1. Overview of the Topic – Summary:

From Wikipedia: Medical Anthropology studies “human health and disease, health care systems, and biocultural adaptation”. It views humans from multidimensional and ecological perspectives. It is one of the most highly developed areas of anthropology and applied anthropology, and is a subfield of social and cultural anthropology that examines the ways in which culture and society are organized around or influenced by issues of health, health care and related issues.

The term “Medical Anthropology” has been used since 1963 as a label for empirical research and theoretical production by anthropologists into the social processes and cultural representations of health, illness and the nursing/care practices associated with these.[1]

2. What is the focus of this Topic?:

From Wikipedia: Currently, research in Medical Anthropology is one of the main growth areas in the field of anthropology as a whole and important processes of internal specialization are taking place. For this reason, any agenda is always debatable. In general, we may consider the following six basic fields:

  • the development of systems of medical knowledge and medical care
  • the patient-physician relationship
  • the integration of alternative medical systems in culturally diverse environments
  • the interaction of social, environmental and biological factors which influence health and illness both in the individual and the community as a whole
  • the critical analysis of interaction between psychiatric services and migrant populations (“critical ethnopsychiatry”: Beneduce 2004, 2007)
  • the impact of biomedicine and biomedical technologies in non-Western settings

Other subjects that have become central to the medical anthropology worldwide are violence and social suffering as well as other issues that involve physical and psychological harm and suffering that are not a result of illness.

3. Why it’s listed here – What is the relevance to Architectural Medicine?

As is listed in the above agenda items, Medical Anthropology considers, “the interaction of social, environmental and biological factors which influence health and illness both in the individual and the community as a whole.” As Architectural Medicine is focused on Health in the Built Environment, the processes and concerns of Medical Anthropology have common ground.

With the main focus of Anthropology as, “the scientific study of humans, human behavior and societies in the past and present.”[2] , the facet of Medical Anthropology includes the cultural developments that include the built environments, and how these environments impact human health.

This topic is also relative to the Architectural Doctor and the Healthy Building Inspector, as both are focused on expanding issues of health to the built environment. With Architectural Medicine working to provide the Doctor’s/Clinician’s scope to include the built environment in evaluation, the approach of Medical Anthropology includes this larger view of health. Due to Medical Anthropology’s focus of “social, environmental and biological factors which influence health and illness”, this statement of focus includes the built environment and as such coincides with a main objective of Architectural Medicine.

4. Common groups and individuals involved with this topic:

The relationship between anthropology, medicine and medical practice is well documented. [3] General anthropology occupied a notable position in the basic medical sciences (which correspond to those subjects commonly known as pre-clinical).[4]

For much of the 20th century, the concept of popular medicine, or folk medicine, has been familiar to both doctors and anthropologists.

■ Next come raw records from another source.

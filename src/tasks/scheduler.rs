use core::sync::atomic::{AtomicBool, Ordering};

use embedded_hal::delay::DelayNs;
use embedded_hal::i2c::I2c;

use crate::bus::MessageBus;
use crate::drivers::gps::{Gps, GpsStream};
use crate::drivers::imu::{MotionFrontEnd, MotionSource};
use crate::drivers::ms5611::{Ms5611, PressureUpdate};
use crate::error::{BusError, VarioError};
use crate::instruments::{Altimeter, MotionProcessor, WindEstimator};
use crate::state::{GroundVelocitySample, MotionSample, PressureSample, VarioSnapshot};
use crate::tasks::schedule::{AmbientStep, Due, Task, TaskSchedule};
use crate::time::Clock;

// ── Tick flags ────────────────────────────────────────────────────────────────

/// Set from the timer interrupts, consumed by the loop. The handlers do
/// nothing but raise these.
pub struct TickFlags {
    slice: AtomicBool,
    charge: AtomicBool,
}

impl Default for TickFlags {
    fn default() -> Self {
        Self::new()
    }
}

impl TickFlags {
    pub const fn new() -> Self {
        Self {
            slice: AtomicBool::new(false),
            charge: AtomicBool::new(false),
        }
    }

    /// 10 ms timer.
    pub fn on_slice_tick(&self) {
        self.slice.store(true, Ordering::Release);
    }

    /// 500 ms timer.
    pub fn on_charge_tick(&self) {
        self.charge.store(true, Ordering::Release);
    }

    pub fn take_slice(&self) -> bool {
        self.slice.swap(false, Ordering::AcqRel)
    }

    pub fn take_charge(&self) -> bool {
        self.charge.swap(false, Ordering::AcqRel)
    }

    pub fn slice_pending(&self) -> bool {
        self.slice.load(Ordering::Acquire)
    }
}

// ── Collaborators ─────────────────────────────────────────────────────────────

#[derive(Clone, Copy, Debug, PartialEq, Eq)]
#[cfg_attr(feature = "defmt", derive(defmt::Format))]
pub enum PowerState {
    On,
    /// Switched off but charging over USB.
    OffUsb,
}

/// Work the loop schedules but does not own: UI, audio, storage, radio and
/// power management. Every hook defaults to doing nothing.
pub trait ExternalTasks {
    fn buttons(&mut self) {}
    fn power(&mut self) {}
    fn log(&mut self) {}
    fn display(&mut self, _snapshot: &VarioSnapshot) {}
    fn ambient(&mut self, _step: AmbientStep) {}
    fn storage(&mut self) {}
    fn radio(&mut self, _snapshot: &VarioSnapshot) {}

    fn power_state(&self) -> PowerState {
        PowerState::On
    }

    /// Gates wind sampling.
    fn is_flying(&self) -> bool {
        false
    }

    /// Recoverable failure of `task`; it runs again on its next slot.
    fn on_fault(&mut self, task: Task, error: VarioError) {
        defmt_or_log::warn!("{:?} task failed: {:?}", task, error);
    }
}

/// Hardware the loop steps directly.
pub struct Sensors<I2C, M, G> {
    pub pressure: Ms5611<I2C>,
    pub motion: MotionFrontEnd<M>,
    pub gps: Gps<G>,
}

/// Estimators fed from the bus. Shared so consumers can read them too.
#[derive(Clone, Copy)]
pub struct Instruments<'a> {
    pub altimeter: &'a Altimeter,
    pub motion: &'a MotionProcessor<'a>,
    pub wind: &'a WindEstimator,
}

impl<'a> Instruments<'a> {
    pub fn subscribe<C: Clock>(&self, bus: &MessageBus<'a, C>) -> Result<(), BusError> {
        bus.subscribe::<PressureSample>(self.altimeter)?;
        bus.subscribe::<MotionSample>(self.motion)?;
        bus.subscribe::<GroundVelocitySample>(self.wind)?;
        Ok(())
    }

    pub fn snapshot(&self) -> VarioSnapshot {
        VarioSnapshot {
            altitude: self.altimeter.try_altitude().ok(),
            climb: self.altimeter.try_climb().unwrap_or_default(),
            wind: self.wind.estimate_snapshot(),
        }
    }
}

// ── Loop ──────────────────────────────────────────────────────────────────────

pub struct Scheduler<'a, C: Clock, I2C, M, G, X> {
    bus: MessageBus<'a, C>,
    flags: &'a TickFlags,
    schedule: TaskSchedule,
    sensors: Sensors<I2C, M, G>,
    instruments: Instruments<'a>,
    external: X,
    power_state: PowerState,
}

impl<'a, C, I2C, M, G, X> Scheduler<'a, C, I2C, M, G, X>
where
    C: Clock,
    I2C: I2c,
    M: MotionSource,
    G: GpsStream,
    X: ExternalTasks,
{
    pub fn new(
        clock: &'a C,
        flags: &'a TickFlags,
        sensors: Sensors<I2C, M, G>,
        instruments: Instruments<'a>,
        external: X,
    ) -> Self {
        Self {
            bus: MessageBus::new(clock),
            flags,
            schedule: TaskSchedule::new(),
            sensors,
            instruments,
            external,
            power_state: PowerState::On,
        }
    }

    /// Brings up the pressure sensor and wires the estimators to the bus.
    /// The motion sensor is expected to be configured already.
    pub fn init(&mut self, delay: &mut impl DelayNs) -> Result<(), VarioError> {
        self.sensors.pressure.init(delay)?;
        self.instruments.subscribe(&self.bus)?;
        self.instruments.altimeter.init()?;
        defmt_or_log::info!("scheduler ready");
        Ok(())
    }

    pub fn bus(&self) -> &MessageBus<'a, C> {
        &self.bus
    }

    pub fn instruments(&self) -> Instruments<'a> {
        self.instruments
    }

    pub fn sensors_mut(&mut self) -> &mut Sensors<I2C, M, G> {
        &mut self.sensors
    }

    pub fn external(&self) -> &X {
        &self.external
    }

    pub fn external_mut(&mut self) -> &mut X {
        &mut self.external
    }

    pub fn power_state(&self) -> PowerState {
        self.power_state
    }

    pub fn snapshot(&self) -> VarioSnapshot {
        self.instruments.snapshot()
    }

    /// One pass of the main loop. Returns the slot that ran, if a slice was
    /// due. Call it as often as possible; it never blocks.
    pub fn run_once(&mut self) -> Option<Due> {
        self.instruments.wind.set_flying(self.external.is_flying());

        let power_state = self.external.power_state();
        if power_state != self.power_state {
            self.switch_power(power_state);
        }

        match self.power_state {
            PowerState::OffUsb => {
                if self.flags.take_charge() {
                    self.run_charge_loop();
                }
                None
            }
            PowerState::On => {
                if !self.flags.take_slice() {
                    return None;
                }
                let due = self.schedule.advance();
                for task in due.tasks.iter() {
                    self.run_task(task, &due);
                }
                self.drain_gps();
                Some(due)
            }
        }
    }

    fn run_task(&mut self, task: Task, due: &Due) {
        match task {
            Task::Pressure => {
                match self.sensors.pressure.poll(&self.bus, due.start_pressure_cycle) {
                    Ok(PressureUpdate::Published(_)) => {
                        let altimeter = self.instruments.altimeter;
                        altimeter.update(self.instruments.motion.velocity());
                    }
                    Ok(_) => {}
                    Err(e) => self.external.on_fault(task, e.into()),
                }
            }
            Task::Buttons => self.external.buttons(),
            Task::Motion => {
                if let Err(e) = self.sensors.motion.step(&self.bus) {
                    self.external.on_fault(task, e.into());
                }
            }
            Task::Wind => {
                // Too few points is not a fault
                self.instruments.wind.estimate();
            }
            Task::Gps => {
                self.sensors.gps.update(self.bus.clock().now());
            }
            Task::Power => self.external.power(),
            Task::Log => self.external.log(),
            Task::Display => {
                let snapshot = self.instruments.snapshot();
                self.external.display(&snapshot);
            }
            Task::Ambient => {
                if let Some(step) = due.ambient {
                    self.external.ambient(step);
                }
            }
            Task::Storage => self.external.storage(),
            Task::Radio => {
                let snapshot = self.instruments.snapshot();
                self.external.radio(&snapshot);
            }
        }
    }

    // Uses what is left of the slice; stops as soon as the next one is due.
    fn drain_gps(&mut self) {
        while !self.flags.slice_pending() {
            if !self.sensors.gps.drain_byte(&self.bus) {
                break;
            }
        }
    }

    fn run_charge_loop(&mut self) {
        let snapshot = self.instruments.snapshot();
        self.external.display(&snapshot);
        self.external.storage();
        self.external.power();
        self.external.buttons();
    }

    fn switch_power(&mut self, next: PowerState) {
        defmt_or_log::info!("power {:?} -> {:?}", self.power_state, next);
        let result = match next {
            PowerState::OffUsb => self.instruments.altimeter.sleep(),
            PowerState::On => {
                self.instruments.motion.wake();
                // Stale ticks from the charge loop
                self.flags.take_slice();
                self.instruments.altimeter.wake()
            }
        };
        if let Err(e) = result {
            self.external.on_fault(Task::Power, e.into());
        }
        self.power_state = next;
    }
}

Doctors, anthropologists and medical anthropologists used these terms to describe the resources, other than the help of health professionals, which European or Latin American peasants used to resolve any health problems.[4] All medical anthropologists are trained in anthropology as their main discipline. Many come from the health professions such as medicine or nursing, whereas others come from the other backgrounds such as psychology, social work, social education or sociology. Cultural and transcultural psychiatrists are trained as anthropologists and, naturally, psychiatric clinicians.[5]

A fairly comprehensive account of different postgraduate training courses in different countries can be found on the website of the Society of Medical Anthropology of the American Anthropological Association.[6]